* [Work item]
An exact copy of all the entries below is what this task needs.

* [Records to process]

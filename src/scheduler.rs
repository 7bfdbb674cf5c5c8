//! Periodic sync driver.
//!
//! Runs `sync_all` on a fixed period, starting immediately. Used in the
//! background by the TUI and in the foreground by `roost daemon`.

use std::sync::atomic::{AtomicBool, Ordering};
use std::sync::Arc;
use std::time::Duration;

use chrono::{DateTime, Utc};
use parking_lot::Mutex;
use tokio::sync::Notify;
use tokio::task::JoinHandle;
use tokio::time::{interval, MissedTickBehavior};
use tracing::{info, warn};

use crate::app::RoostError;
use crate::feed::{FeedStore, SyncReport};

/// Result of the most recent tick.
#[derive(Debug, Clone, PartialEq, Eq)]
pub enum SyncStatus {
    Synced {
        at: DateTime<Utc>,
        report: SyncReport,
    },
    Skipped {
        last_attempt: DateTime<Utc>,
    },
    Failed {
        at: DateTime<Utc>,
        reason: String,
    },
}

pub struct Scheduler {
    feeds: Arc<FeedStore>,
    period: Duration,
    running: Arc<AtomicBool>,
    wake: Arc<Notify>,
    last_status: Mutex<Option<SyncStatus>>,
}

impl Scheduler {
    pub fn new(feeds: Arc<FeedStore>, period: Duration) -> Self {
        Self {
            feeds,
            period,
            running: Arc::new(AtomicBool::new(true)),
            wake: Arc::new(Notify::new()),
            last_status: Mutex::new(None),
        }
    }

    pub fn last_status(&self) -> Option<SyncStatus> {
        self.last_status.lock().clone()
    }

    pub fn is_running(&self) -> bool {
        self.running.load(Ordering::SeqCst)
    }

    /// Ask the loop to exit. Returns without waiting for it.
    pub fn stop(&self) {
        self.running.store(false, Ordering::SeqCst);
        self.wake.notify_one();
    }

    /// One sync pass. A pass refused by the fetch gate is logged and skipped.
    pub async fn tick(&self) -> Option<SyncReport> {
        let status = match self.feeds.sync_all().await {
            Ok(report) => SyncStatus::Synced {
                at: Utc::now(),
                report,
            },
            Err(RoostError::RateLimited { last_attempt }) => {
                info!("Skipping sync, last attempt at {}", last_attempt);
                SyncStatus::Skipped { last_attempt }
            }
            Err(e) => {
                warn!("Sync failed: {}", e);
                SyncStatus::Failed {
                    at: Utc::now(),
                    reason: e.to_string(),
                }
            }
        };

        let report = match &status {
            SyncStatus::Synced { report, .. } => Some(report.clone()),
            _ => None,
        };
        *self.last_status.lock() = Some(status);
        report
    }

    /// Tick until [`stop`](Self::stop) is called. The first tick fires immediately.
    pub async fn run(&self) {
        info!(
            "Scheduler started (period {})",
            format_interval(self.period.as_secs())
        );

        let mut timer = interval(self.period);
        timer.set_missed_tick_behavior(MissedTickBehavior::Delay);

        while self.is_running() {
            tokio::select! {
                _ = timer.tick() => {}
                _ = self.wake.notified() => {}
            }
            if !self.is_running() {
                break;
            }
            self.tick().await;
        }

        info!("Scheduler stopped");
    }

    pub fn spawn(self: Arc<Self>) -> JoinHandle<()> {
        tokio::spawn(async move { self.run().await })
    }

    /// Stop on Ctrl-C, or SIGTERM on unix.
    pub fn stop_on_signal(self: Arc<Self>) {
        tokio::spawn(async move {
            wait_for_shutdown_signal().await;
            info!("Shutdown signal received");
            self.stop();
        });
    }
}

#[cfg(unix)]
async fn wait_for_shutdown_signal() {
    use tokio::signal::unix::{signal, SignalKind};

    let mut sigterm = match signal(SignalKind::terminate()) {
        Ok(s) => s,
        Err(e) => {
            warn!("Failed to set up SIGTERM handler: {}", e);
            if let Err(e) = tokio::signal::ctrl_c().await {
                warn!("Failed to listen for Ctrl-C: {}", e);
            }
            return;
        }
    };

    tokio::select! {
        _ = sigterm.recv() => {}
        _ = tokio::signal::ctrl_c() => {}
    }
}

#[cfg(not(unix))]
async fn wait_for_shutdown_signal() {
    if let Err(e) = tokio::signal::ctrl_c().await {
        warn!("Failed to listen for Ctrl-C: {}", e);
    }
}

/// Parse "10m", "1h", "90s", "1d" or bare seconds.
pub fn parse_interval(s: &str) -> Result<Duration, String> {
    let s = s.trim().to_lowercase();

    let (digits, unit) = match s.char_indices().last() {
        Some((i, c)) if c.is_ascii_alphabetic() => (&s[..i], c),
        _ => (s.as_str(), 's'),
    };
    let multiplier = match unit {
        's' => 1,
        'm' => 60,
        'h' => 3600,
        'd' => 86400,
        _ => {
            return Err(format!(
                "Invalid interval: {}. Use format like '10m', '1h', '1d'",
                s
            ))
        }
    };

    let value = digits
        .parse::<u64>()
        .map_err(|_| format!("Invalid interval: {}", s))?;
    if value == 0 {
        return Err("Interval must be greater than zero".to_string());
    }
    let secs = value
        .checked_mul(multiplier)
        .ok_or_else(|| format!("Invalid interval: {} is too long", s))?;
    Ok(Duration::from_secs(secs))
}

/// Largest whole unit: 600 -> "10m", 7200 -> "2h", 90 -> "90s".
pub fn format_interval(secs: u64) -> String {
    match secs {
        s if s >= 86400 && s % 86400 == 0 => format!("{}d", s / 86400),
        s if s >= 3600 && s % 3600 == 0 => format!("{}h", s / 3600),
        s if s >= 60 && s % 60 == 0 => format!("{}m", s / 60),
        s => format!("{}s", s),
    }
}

* [Output]
filename src/scheduler.rs
repository 7bfdbb674cf5c5c8
//! Periodic sync driver.
//!
//! Runs `sync_all` on a fixed period, starting immediately. Used in the
//! background by the TUI and in the foreground by `roost daemon`.

use std::sync::atomic::{AtomicBool, Ordering};
use std::sync::Arc;
use std::time::Duration;

use chrono::{DateTime, Utc};
use parking_lot::Mutex;
use tokio::sync::Notify;
use tokio::task::JoinHandle;
use tokio::time::{interval, MissedTickBehavior};
use tracing::{info, warn};

use crate::app::RoostError;
use crate::feed::{FeedStore, SyncReport};

/// Result of the most recent tick.
#[derive(Debug, Clone, PartialEq, Eq)]
pub enum SyncStatus {
    Synced {
        at: DateTime<Utc>,
        report: SyncReport,
    },
    Skipped {
        last_attempt: DateTime<Utc>,
    },
    Failed {
        at: DateTime<Utc>,
        reason: String,
    },
}

pub struct Scheduler {
    feeds: Arc<FeedStore>,
    period: Duration,
    running: Arc<AtomicBool>,
    wake: Arc<Notify>,
    last_status: Mutex<Option<SyncStatus>>,
}

impl Scheduler {
    pub fn new(feeds: Arc<FeedStore>, period: Duration) -> Self {
        Self {
            feeds,
            period,
            running: Arc::new(AtomicBool::new(true)),
            wake: Arc::new(Notify::new()),
            last_status: Mutex::new(None),
        }
    }

    pub fn last_status(&self) -> Option<SyncStatus> {
        self.last_status.lock().clone()
    }

    pub fn is_running(&self) -> bool {
        self.running.load(Ordering::SeqCst)
    }

    /// Ask the loop to exit. Returns without waiting for it.
    pub fn stop(&self) {
        self.running.store(false, Ordering::SeqCst);
        self.wake.notify_one();
    }

    /// One sync pass. A pass refused by the fetch gate is logged and skipped.
    pub async fn tick(&self) -> Option<SyncReport> {
        let status = match self.feeds.sync_all().await {
            Ok(report) => SyncStatus::Synced {
                at: Utc::now(),
                report,
            },
            Err(RoostError::RateLimited { last_attempt }) => {
                info!("Skipping sync, last attempt at {}", last_attempt);
                SyncStatus::Skipped { last_attempt }
            }
            Err(e) => {
                warn!("Sync failed: {}", e);
                SyncStatus::Failed {
                    at: Utc::now(),
                    reason: e.to_string(),
                }
            }
        };

        let report = match &status {
            SyncStatus::Synced { report, .. } => Some(report.clone()),
            _ => None,
        };
        *self.last_status.lock() = Some(status);
        report
    }

    /// Tick until [`stop`](Self::stop) is called. The first tick fires immediately.
    pub async fn run(&self) {
        info!(
            "Scheduler started (period {})",
            format_interval(self.period.as_secs())
        );

        let mut timer = interval(self.period);
        timer.set_missed_tick_behavior(MissedTickBehavior::Delay);

        while self.is_running() {
            tokio::select! {
                _ = timer.tick() => {}
                _ = self.wake.notified() => {}
            }
            if !self.is_running() {
                break;
            }
            self.tick().await;
        }

        info!("Scheduler stopped");
    }

    pub fn spawn(self: Arc<Self>) -> JoinHandle<()> {
        tokio::spawn(async move { self.run().await })
    }

    /// Stop on Ctrl-C, or SIGTERM on unix.
    pub fn stop_on_signal(self: Arc<Self>) {
        tokio::spawn(async move {
            wait_for_shutdown_signal().await;
            info!("Shutdown signal received");
            self.stop();
        });
    }
}

#[cfg(unix)]
async fn wait_for_shutdown_signal() {
    use tokio::signal::unix::{signal, SignalKind};

    let mut sigterm = match signal(SignalKind::terminate()) {
        Ok(s) => s,
        Err(e) => {
            warn!("Failed to set up SIGTERM handler: {}", e);
            if let Err(e) = tokio::signal::ctrl_c().await {
                warn!("Failed to listen for Ctrl-C: {}", e);
            }
            return;
        }
    };

    tokio::select! {
        _ = sigterm.recv() => {}
        _ = tokio::signal::ctrl_c() => {}
    }
}

#[cfg(not(unix))]
async fn wait_for_shutdown_signal() {
    if let Err(e) = tokio::signal::ctrl_c().await {
        warn!("Failed to listen for Ctrl-C: {}", e);
    }
}

/// Parse "10m", "1h", "90s", "1d" or bare seconds.
pub fn parse_interval(s: &str) -> Result<Duration, String> {
    let s = s.trim().to_lowercase();

    let (digits, unit) = match s.char_indices().last() {
        Some((i, c)) if c.is_ascii_alphabetic() => (&s[..i], c),
        _ => (s.as_str(), 's'),
    };
    let multiplier = match unit {
        's' => 1,
        'm' => 60,
        'h' => 3600,
        'd' => 86400,
        _ => {
            return Err(format!(
                "Invalid interval: {}. Use format like '10m', '1h', '1d'",
                s
            ))
        }
    };

    let value = digits
        .parse::<u64>()
        .map_err(|_| format!("Invalid interval: {}", s))?;
    if value == 0 {
        return Err("Interval must be greater than zero".to_string());
    }
    let secs = value
        .checked_mul(multiplier)
        .ok_or_else(|| format!("Invalid interval: {} is too long", s))?;
    Ok(Duration::from_secs(secs))
}

/// Largest whole unit: 600 -> "10m", 7200 -> "2h", 90 -> "90s".
pub fn format_interval(secs: u64) -> String {
    match secs {
        s if s >= 86400 && s % 86400 == 0 => format!("{}d", s / 86400),
        s if s >= 3600 && s % 3600 == 0 => format!("{}h", s / 3600),
        s if s >= 60 && s % 60 == 0 => format!("{}m", s / 60),
        s => format!("{}s", s),
    }
}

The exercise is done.